The tweet points out: “Patriotic camp for children in the new and booming “democracy” China, you know the story, until victory always, in communist regimes, your children belong to them and without the right to complain.”

In the next, a little girl is being driven to school by an adult on a motorcycle. Turning at an intersection, the girl falls off and desperately runs after the adult, who seems unfazed and waits for her up ahead. When the little girl approaches he knocks her down with a brutal kick instead of comforting her or checking to see if she has been hurt. 

Obviously, the situation is no less frustrating and cruel for the adults. In this video a young girl sinks into frustration at losing access to university exams, because of the unexpected closure of her locality, in prevention of the pandemic.

“This girl spent a lot of time preparing for her CPA exam. As a result, on the day of the exam, the community closed and prevented her from leaving. How many people have been affected by the stupid epidemic control policy? How many young people’s futures have been ruined?” commented user @xiaoxin11786630.

The police also have no qualms about using full force against a poor woman whom they detain to the distress of her young child, who cries inconsolably with no one to attend to her despair. 
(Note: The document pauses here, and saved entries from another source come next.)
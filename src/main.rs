use age_regressor::config::{DeviceConfig, LogFormat, PretrainedSource};
use age_regressor::training::{StopReason, TrainingEvent};
use age_regressor::{AgeRegression, ExperimentConfig};
use anyhow::{Context, Result};
use clap::{Parser, Subcommand};
use std::path::PathBuf;
use tracing::{info, warn};
use tracing_subscriber::EnvFilter;

#[derive(Parser)]
#[command(name = "age-regressor")]
#[command(about = "Fine-tune a pretrained ResNet to regress age from images", long_about = None)]
struct Cli {
    #[command(subcommand)]
    command: Commands,
}

#[derive(Subcommand)]
enum Commands {
    /// Run the full experiment: split, train, evaluate, report
    Train {
        /// Configuration file (JSON or YAML); defaults are used when omitted
        #[arg(short, long)]
        config: Option<PathBuf>,

        /// CSV manifest with filename and label columns
        #[arg(short, long, env = "AGE_REGRESSOR_MANIFEST")]
        manifest: Option<PathBuf>,

        /// Directory with the images named in the manifest
        #[arg(short, long, env = "AGE_REGRESSOR_IMAGE_DIR")]
        image_dir: Option<PathBuf>,

        /// Maximum number of epochs
        #[arg(short, long)]
        epochs: Option<usize>,

        /// Compute device: auto, cpu, cuda[:N], metal[:N]
        #[arg(short, long)]
        device: Option<DeviceConfig>,

        /// Directory to write report panels to
        #[arg(long)]
        panel_dir: Option<PathBuf>,

        /// Local safetensors file with backbone weights
        #[arg(long)]
        weights: Option<PathBuf>,

        /// Emit logs as JSON lines
        #[arg(long)]
        json_logs: bool,
    },

    /// Validate configuration file
    Config {
        /// Configuration file to validate
        #[arg(short, long)]
        file: PathBuf,
    },

    /// Write the default configuration to a file
    InitConfig {
        /// Output path (JSON for .json, YAML otherwise)
        #[arg(short, long, default_value = "experiment.yaml")]
        output: PathBuf,

        /// Overwrite an existing file
        #[arg(long)]
        force: bool,
    },

    /// Show system information
    Info,
}

fn main() -> Result<()> {
    let cli = Cli::parse();

    match cli.command {
        Commands::Train {
            config,
            manifest,
            image_dir,
            epochs,
            device,
            panel_dir,
            weights,
            json_logs,
        } => {
            let mut config = match config {
                Some(path) => ExperimentConfig::from_file(&path)
                    .with_context(|| format!("Failed to load configuration file {}", path.display()))?,
                None => ExperimentConfig::default(),
            };
            if let Some(manifest) = manifest {
                config.data.manifest_path = manifest;
            }
            if let Some(image_dir) = image_dir {
                config.data.image_dir = image_dir;
            }
            if let Some(epochs) = epochs {
                config.training.max_epochs = epochs;
            }
            if let Some(device) = device {
                config.runtime.device = device;
            }
            if let Some(panel_dir) = panel_dir {
                config.report.panel_dir = Some(panel_dir);
            }
            if let Some(path) = weights {
                config.model.pretrained = PretrainedSource::File { path };
            }
            if json_logs {
                config.logging.format = LogFormat::Json;
            }

            init_logging(&config.logging.level, config.logging.format);
            run_experiment(config)?;
        }

        Commands::Config { file } => {
            init_logging("info", LogFormat::Text);
            validate_config(file)?;
        }

        Commands::InitConfig { output, force } => {
            init_logging("info", LogFormat::Text);
            if output.exists() && !force {
                anyhow::bail!("{} already exists (use --force to overwrite)", output.display());
            }
            ExperimentConfig::default()
                .to_file(&output)
                .with_context(|| format!("Failed to write {}", output.display()))?;
            println!("Wrote default configuration to {}", output.display());
        }

        Commands::Info => {
            show_system_info();
        }
    }

    Ok(())
}

fn init_logging(default_level: &str, format: LogFormat) {
    let filter = EnvFilter::try_from_default_env().unwrap_or_else(|_| EnvFilter::new(default_level));

    match format {
        LogFormat::Json => tracing_subscriber::fmt()
            .json()
            .with_current_span(true)
            .with_env_filter(filter)
            .init(),
        LogFormat::Text => tracing_subscriber::fmt().with_env_filter(filter).init(),
    }
}

fn run_experiment(config: ExperimentConfig) -> Result<()> {
    info!("Starting age regression experiment");

    let experiment = AgeRegression::new(config).context("Invalid experiment configuration")?;

    let splits = experiment
        .load_splits()
        .context("Failed to materialize dataset splits")?;

    let model = experiment
        .build_model()
        .context("Failed to build regressor model")?;

    let training = experiment
        .train(&model, &splits, print_event)
        .context("Training failed")?;
    if training.stop_reason == StopReason::EarlyStopped {
        info!(
            "Stopped early after {} epochs; best validation loss {:.4} at epoch {}",
            training.epochs_run, training.best_val_loss, training.best_epoch
        );
    }

    let evaluation = experiment
        .evaluate(&model, &splits.test)
        .context("Evaluation failed")?;
    println!("{}", evaluation.metrics);

    let report = experiment
        .report(&splits.test, &evaluation)
        .context("Failed to report prediction errors")?;
    println!("Maximal prediction error: {:.4}", report.subsets.max_error());
    for path in &report.written {
        info!("Panel saved to {}", path.display());
    }

    info!("Experiment complete!");
    Ok(())
}

fn print_event(event: &TrainingEvent) {
    match event {
        TrainingEvent::EpochCompleted(record) => println!(
            "Epoch {} - Training Loss: {:.4} - Validation Loss: {:.4}",
            record.epoch, record.train_loss, record.val_loss
        ),
        TrainingEvent::LearningRateReduced { epoch, from, to } => {
            info!("Learning rate reduced after epoch {}: {:.2e} -> {:.2e}", epoch, from, to)
        }
        TrainingEvent::EarlyStopped { epoch, .. } => warn!("Early stopping at epoch {}", epoch),
        TrainingEvent::Completed { .. } => {}
    }
}

fn validate_config(config_path: PathBuf) -> Result<()> {
    info!("Validating configuration file: {}", config_path.display());

    let config = ExperimentConfig::from_file(&config_path)
        .context("Failed to load configuration file")?;

    // from_file already validates
    info!("Configuration is valid");
    info!("Configuration summary:");
    info!("  - Manifest: {}", config.data.manifest_path.display());
    info!("  - Images: {} ({}px)", config.data.image_dir.display(), config.data.image_size);
    info!("  - Backbone: {} ({:?})", config.model.backbone, config.model.pretrained);
    info!(
        "  - Optimizer: {:?} (lr {})",
        config.optimizer.optimizer_type, config.optimizer.learning_rate
    );
    info!(
        "  - Training: {} epochs, batch size {}, early stopping patience {}",
        config.training.max_epochs, config.training.batch_size, config.training.early_stopping.patience
    );
    info!("  - Device: {:?}", config.runtime.device);

    Ok(())
}

fn show_system_info() {
    println!("age-regressor - ResNet age regression");
    println!();
    println!("Version: {}", env!("CARGO_PKG_VERSION"));
    println!("CPU cores: {}", num_cpus::get());
    println!();
    println!("Hardware support:");

    #[cfg(feature = "cuda")]
    println!("  CUDA: compiled (available: {})", candle_core::utils::cuda_is_available());
    #[cfg(not(feature = "cuda"))]
    println!("  CUDA: not compiled");

    #[cfg(feature = "metal")]
    println!("  Metal: compiled (available: {})", candle_core::utils::metal_is_available());
    #[cfg(not(feature = "metal"))]
    println!("  Metal: not compiled");

    #[cfg(feature = "accelerate")]
    println!("  Accelerate: compiled");
    #[cfg(not(feature = "accelerate"))]
    println!("  Accelerate: not compiled");

    println!("  CPU: available");
    println!();
    println!("Usage:");
    println!("  age-regressor init-config -o experiment.yaml");
    println!("  age-regressor config -f experiment.yaml");
    println!("  age-regressor train -c experiment.yaml --panel-dir panels/");
    println!("  age-regressor info");
}
use crate::data::RemainderPolicy;
use crate::error::{Error, Result};
use crate::training::config::{OptimizerConfig, TrainingParams};

/// Main configuration for one experiment run
#[derive(Debug, Clone, Default, Serialize, Deserialize)]
#[serde(default)]
pub struct ExperimentConfig {
    /// Manifest, images, splits, and augmentation
    pub data: DataConfig,
    /// Backbone and pretrained weights
    pub model: ModelConfig,
    /// Optimizer hyperparameters
    pub optimizer: OptimizerConfig,
    /// Training loop, early stopping, and LR schedule
    pub training: TrainingParams,
    /// Test-split evaluation
    pub evaluation: EvaluationConfig,
    /// Error subsets and panels
    pub report: ReportConfig,
    /// Device and threading
    pub runtime: RuntimeConfig,
    /// Log output
    pub logging: LoggingConfig,
}

impl ExperimentConfig {
    /// Load configuration from a file (JSON for `.json`, YAML otherwise)
    pub fn from_file(path: impl AsRef<Path>) -> Result<Self> {
        let path = path.as_ref();
        let content = std::fs::read_to_string(path)?;
        let config: Self = if is_json(path) {
            serde_json::from_str(&content)?
        } else {
            serde_yaml::from_str(&content)?
        };
        config.validate()?;
        debug!("Loaded configuration from {}", path.display());
        Ok(config)
    }

    /// Save configuration to a file (JSON for `.json`, YAML otherwise)
    pub fn to_file(&self, path: impl AsRef<Path>) -> Result<()> {
        let path = path.as_ref();
        let content = if is_json(path) {
            serde_json::to_string_pretty(self)?
        } else {
            serde_yaml::to_string(self)?
        };
        std::fs::write(path, content)?;
        info!("Wrote configuration to {}", path.display());
        Ok(())
    }

    /// Validate configuration
    pub fn validate(&self) -> Result<()> {
        self.data.validate()?;
        self.optimizer.validate()?;
        self.training.validate()?;

        if self.runtime.num_threads == Some(0) {
            return Err(Error::config("Number of worker threads must be greater than 0"));
        }

        if self.evaluation.batch_size == 0 {
            return Err(Error::config("Evaluation batch size must be greater than 0"));
        }

        if self.report.large_error_threshold < self.report.correct_threshold {
            return Err(Error::config(
                "Large-error threshold must not be below the correct-prediction threshold",
            ));
        }

        if self.report.tile_size == 0 {
            return Err(Error::config("Panel tile size must be greater than 0"));
        }

        if let PretrainedSource::File { path } = &self.model.pretrained {
            if path.as_os_str().is_empty() {
                return Err(Error::config("Pretrained weights path must not be empty"));
            }
        }

        Ok(())
    }
}

fn is_json(path: &Path) -> bool {
    path.extension().and_then(|e| e.to_str()) == Some("json")
}

/// Dataset configuration
#[derive(Debug, Clone, Serialize, Deserialize)]
#[serde(default)]
pub struct DataConfig {
    /// CSV manifest with one row per image
    pub manifest_path: PathBuf,
    /// Directory holding the images named in the manifest
    pub image_dir: PathBuf,
    /// Manifest column with image file names
    pub filename_column: String,
    /// Manifest column with numeric labels
    pub label_column: String,
    /// Edge length images are resized to
    pub image_size: u32,
    /// Partitioning parameters
    pub split: SplitConfig,
    /// Train-split augmentation
    pub augmentation: AugmentationConfig,
}

impl DataConfig {
    fn validate(&self) -> Result<()> {
        if self.image_size == 0 {
            return Err(Error::config("Image size must be greater than 0"));
        }

        for (name, fraction) in [
            ("holdout_fraction", self.split.holdout_fraction),
            ("test_fraction", self.split.test_fraction),
        ] {
            if !(fraction > 0.0 && fraction < 1.0) {
                return Err(Error::config(format!("{name} must be in (0.0, 1.0)")));
            }
        }

        if self.filename_column.is_empty() || self.label_column.is_empty() {
            return Err(Error::config("Manifest column names must not be empty"));
        }

        let aug = &self.augmentation;
        if !(0.0..=1.0).contains(&aug.horizontal_flip_prob) {
            return Err(Error::config("Horizontal flip probability must be in [0.0, 1.0]"));
        }
        let (lo, hi) = aug.crop_scale;
        if !(lo > 0.0 && lo <= hi && hi <= 1.0) {
            return Err(Error::config("Crop scale must satisfy 0 < min <= max <= 1"));
        }
        if aug.rotation_degrees < 0.0
            || aug.brightness < 0.0
            || aug.contrast < 0.0
            || aug.saturation < 0.0
            || !(0.0..=0.5).contains(&aug.hue)
        {
            return Err(Error::config(
                "Augmentation strengths must be non-negative and hue at most 0.5",
            ));
        }

        Ok(())
    }
}

impl Default for DataConfig {
    fn default() -> Self {
        Self {
            manifest_path: PathBuf::from("data/train.csv"),
            image_dir: PathBuf::from("data/images"),
            filename_column: "filenames".to_string(),
            label_column: "age".to_string(),
            image_size: 1024,
            split: SplitConfig::default(),
            augmentation: AugmentationConfig::default(),
        }
    }
}

/// Parameters of the two sequential seeded splits
#[derive(Debug, Clone, Serialize, Deserialize)]
#[serde(default)]
pub struct SplitConfig {
    /// Seed shared by both splits and the augmentation
    pub seed: u64,
    /// Fraction of all records held out from training
    pub holdout_fraction: f64,
    /// Fraction of the holdout assigned to the test split
    pub test_fraction: f64,
}

impl Default for SplitConfig {
    fn default() -> Self {
        Self {
            seed: 42,
            holdout_fraction: 0.2,
            test_fraction: 0.5,
        }
    }
}

/// Train-split augmentation parameters
#[derive(Debug, Clone, Serialize, Deserialize)]
#[serde(default)]
pub struct AugmentationConfig {
    /// Apply augmentation at all
    pub enabled: bool,
    /// Probability of a horizontal flip
    pub horizontal_flip_prob: f64,
    /// Maximum absolute rotation in degrees
    pub rotation_degrees: f64,
    /// Area fraction range of the random resized crop
    pub crop_scale: (f64, f64),
    /// Brightness jitter strength
    pub brightness: f64,
    /// Contrast jitter strength
    pub contrast: f64,
    /// Saturation jitter strength
    pub saturation: f64,
    /// Hue jitter strength, as a fraction of a full turn
    pub hue: f64,
}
And it is not only individuals, entire groups of the population suffer at any time the sudden dispositions of the CCP. As seen in this video, where many people flee in a stampede, at the announcement that there will be a pandemic lockdown.

“Lanzhou Chengguan district will be closed on August 28, 2022! When people heard that the city was going to be closed, they fled everywhere,” shared the netizen identified as @TouBanTouTouTiao.

These are just some of the distressing moments to which the Chinese are subjected to, by a political system that ignores their rights and freedoms, and that has deteriorated the national culture to the extreme, carefully generated over millennia.

Definitely, the social, economic, and political situation that China has been going through in the last months and years does not seem to be the most propitious for Xi to ask to be re-elected for the third time. Dissidents seem to be very clear about this.

For some dissidents, such as author Xin Haonian, it is important to distinguish between the high culture developed by China as a nation over 5,000 years and the CCP. So he said, “If we clarify Chinese culture, there will be no market for Marxist-Leninist culture.”